The importance of Weeding
By Dan Lazarou-West
The importance of weeding around newly planted trees cannot be understated. Weeds compete for light, nutrients and, most importantly, available water in the soil. In addition, weeds provide cover for bark-gnawing rodents and taller or climbing weeds. Bramble, for example, can smother and topple small transplants. Without an adequate weeding regime trees can suffer poor growth rates and in some cases die. Replacing recently planted bare root trees can be costly and is potentially avoidable. As you can imagine, replacing a more established tree can become very costly and, of course, you have missed out on any potential growth for every year the tree has been in the ground.
There are some weeds deemed so invasive that landowners have a legal duty to control them. Weeds like Himalayan balsam (Impatiens glandulifera) and Japanese knotweed (Fallopia japonica).

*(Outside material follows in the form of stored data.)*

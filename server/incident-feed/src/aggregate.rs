//! Fan-out aggregation: every location's incidents, concatenated in location
//! order.

use futures::future;

use crate::config::FanOut;
use crate::error::FeedError;
use crate::source::{IncidentSource, LocationSource};
use crate::types::IncidentRecord;

/// Fetch the locations once, then every location's incidents.
///
/// Output preserves location order and, within a location, source order.
/// Any single fetch failure fails the whole aggregation; there is no
/// per-location suppression. No dedup or sorting happens here.
pub async fn collect(
  locations: &dyn LocationSource,
  incidents: &dyn IncidentSource,
  fan_out: FanOut,
) -> Result<Vec<IncidentRecord>, FeedError> {
  let locs = locations.locations().await?;

  match fan_out {
    FanOut::Sequential => {
      let mut all = Vec::new();
      for loc in &locs {
        all.extend(incidents.incidents_by_location(loc.id).await?);
      }
      Ok(all)
    }
    FanOut::Concurrent => {
      // try_join_all yields results in input (location) order regardless of
      // completion order, so the ordering contract holds without a re-sort.
      let fetches = locs
        .iter()
        .map(|loc| incidents.incidents_by_location(loc.id));
      let per_location = future::try_join_all(fetches).await?;
      Ok(per_location.into_iter().flatten().collect())
    }
  }
}

#[cfg(test)]
mod tests {
  use super::*;
  use async_trait::async_trait;
  use std::collections::HashMap;
  use std::time::Duration;

  use crate::types::LocationRecord;

  struct FixedLocations(Vec<LocationRecord>);

  #[async_trait]
  impl LocationSource for FixedLocations {
    async fn locations(&self) -> Result<Vec<LocationRecord>, FeedError> {
      Ok(self.0.clone())
    }
  }

  struct FailingLocations;

  #[async_trait]
  impl LocationSource for FailingLocations {
    async fn locations(&self) -> Result<Vec<LocationRecord>, FeedError> {
      Err(FeedError::source("locations", "connection refused"))
    }
  }

  /// Scripted incident source: per-location records, optional per-location
  /// delay (to make completion order differ from location order), optional
  /// failing location.
  struct ScriptedIncidents {
    by_location: HashMap<i64, Vec<IncidentRecord>>,
    delay_ms: HashMap<i64, u64>,
    fail_for: Option<i64>,
  }

  #[async_trait]
  impl IncidentSource for ScriptedIncidents {
    async fn incidents_by_location(
      &self,
      location_id: i64,
    ) -> Result<Vec<IncidentRecord>, FeedError> {
      if let Some(&ms) = self.delay_ms.get(&location_id) {
        tokio::time::sleep(Duration::from_millis(ms)).await;
      }
      if self.fail_for == Some(location_id) {
        return Err(FeedError::source("incidents", "timeout"));
      }
      Ok(self.by_location.get(&location_id).cloned().unwrap_or_default())
    }
  }

  fn record(id: &str, location_id: i64) -> IncidentRecord {
    IncidentRecord {
      id: id.into(),
      name: format!("incident {}", id),
      datetime: "2024-01-01T10:00:00Z".into(),
      priority: 2,
      location_id,
    }
  }

  fn locations(ids: &[i64]) -> FixedLocations {
    FixedLocations(
      ids
        .iter()
        .map(|&id| LocationRecord {
          id,
          name: format!("location {}", id),
        })
        .collect(),
    )
  }

  fn scripted(entries: &[(i64, &[&str])]) -> ScriptedIncidents {
    ScriptedIncidents {
      by_location: entries
        .iter()
        .map(|&(loc, ids)| (loc, ids.iter().map(|id| record(id, loc)).collect()))
        .collect(),
      delay_ms: HashMap::new(),
      fail_for: None,
    }
  }

  fn ids(records: &[IncidentRecord]) -> Vec<&str> {
    records.iter().map(|r| r.id.as_str()).collect()
  }

  #[tokio::test]
  async fn sequential_preserves_location_and_source_order() {
    let incidents = scripted(&[(1, &["a", "b"]), (2, &["c"])]);
    let all = collect(&locations(&[1, 2]), &incidents, FanOut::Sequential)
      .await
      .unwrap();
    assert_eq!(ids(&all), vec!["a", "b", "c"]);
  }

  #[tokio::test(start_paused = true)]
  async fn concurrent_gathers_back_into_location_order() {
    // Location 1 completes last; output must still lead with its incidents.
    let mut incidents = scripted(&[(1, &["a"]), (2, &["b"]), (3, &["c"])]);
    incidents.delay_ms = HashMap::from([(1, 50), (2, 5), (3, 1)]);

    let all = collect(&locations(&[1, 2, 3]), &incidents, FanOut::Concurrent)
      .await
      .unwrap();
    assert_eq!(ids(&all), vec!["a", "b", "c"]);
  }

  #[tokio::test]
  async fn location_source_failure_is_fatal() {
    let incidents = scripted(&[(1, &["a"])]);
    let err = collect(&FailingLocations, &incidents, FanOut::Sequential)
      .await
      .unwrap_err();
    assert!(matches!(err, FeedError::SourceUnavailable { .. }));
  }

  #[tokio::test]
  async fn one_failing_location_fails_the_whole_aggregation() {
    for fan_out in [FanOut::Sequential, FanOut::Concurrent] {
      let mut incidents = scripted(&[(1, &["a"]), (2, &["b"])]);
      incidents.fail_for = Some(2);
      let err = collect(&locations(&[1, 2]), &incidents, fan_out)
        .await
        .unwrap_err();
      assert!(matches!(err, FeedError::SourceUnavailable { .. }));
    }
  }

  #[tokio::test]
  async fn zero_locations_yields_empty_aggregation() {
    let incidents = scripted(&[]);
    let all = collect(&locations(&[]), &incidents, FanOut::Concurrent)
      .await
      .unwrap();
    assert!(all.is_empty());
  }
}
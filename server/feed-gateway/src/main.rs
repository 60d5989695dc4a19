//! Binary entrypoint for the feed gateway.

use axum::{routing::get, Router};
use std::net::SocketAddr;
use std::sync::Arc;
use tower_http::cors::CorsLayer;

use feed_gateway::AppState;
use incident_feed::{Config, Snapshot, StaticSource};

#[tokio::main]
async fn main() -> Result<(), Box<dyn std::error::Error>> {
  let data_path = std::env::var("FEED_DATA").expect("FEED_DATA must be set");
  let port: u16 = std::env::var("PORT")
    .unwrap_or_else(|_| "5006".into())
    .parse()
    .expect("PORT must be a valid u16");

  let raw = std::fs::read_to_string(&data_path)?;
  let snapshot: Snapshot = serde_json::from_str(&raw)?;
  let state = Arc::new(AppState {
    source: Arc::new(StaticSource::new(snapshot)),
    config: Config::default(),
  });

  let app = Router::new()
    .route("/health", get(feed_gateway::health))
    .route("/locations", get(feed_gateway::locations))
    .route(
      "/locations/:id/incidents",
      get(feed_gateway::location_incidents),
    )
    .route("/feed", get(feed_gateway::feed))
    .layer(CorsLayer::permissive())
    .with_state(state);

  let addr = SocketAddr::from(([127, 0, 0, 1], port));
  println!("feed-gateway listening on http://{}", addr);

  let listener = tokio::net::TcpListener::bind(addr).await?;
  axum::serve(listener, app).await?;

  Ok(())
}
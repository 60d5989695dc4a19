//! Shared handler state.

use std::sync::Arc;

use incident_feed::{Config, StaticSource};

pub struct AppState {
  pub source: Arc<StaticSource>,
  pub config: Config,
}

There are occasions where native weeds can add to the mix of diversity within woodland and no one can dispute the role flowering plants play as sources of nectar and food for larvae/ caterpillars and grubs. Open glades and woodland edge habitat benefit from many of these species with lots of woodland specialist butterflies associated with honeysuckle, nettles, bramble and thorns.
Spiny or thorny weeds can also provide a safe space for young oaks to grow free from grazing pressure. However, this is in the minority of cases and for successful tree establishment a growing condition free from weed competition for 3-5 years is best.
Some of the competition, of course, can easily get the upper hand. Weeds like ‘Fat Hen’ (Chenopodium album), which is the fastest growing of all the annual weeds, is able to produce from just a single plant 20,000 seeds in its lifetime. Equally, the seeds of plants such as rosebay willowherb (Chamerion angustifolium) and willows (Salix spp.) use downy hairs as aflight mechanism. Even more sophisticated are the tiny parachutes used by members of the daisy family, such as thistles (Cirsium spp.) This can ensure the seeds travel much further, drifting on the breeze. A dandelion seed can travel more than 5 miles through the air.
So you can see that weeds have developed to be successful and foresters must be on guard to ensure that target species are able to thrive.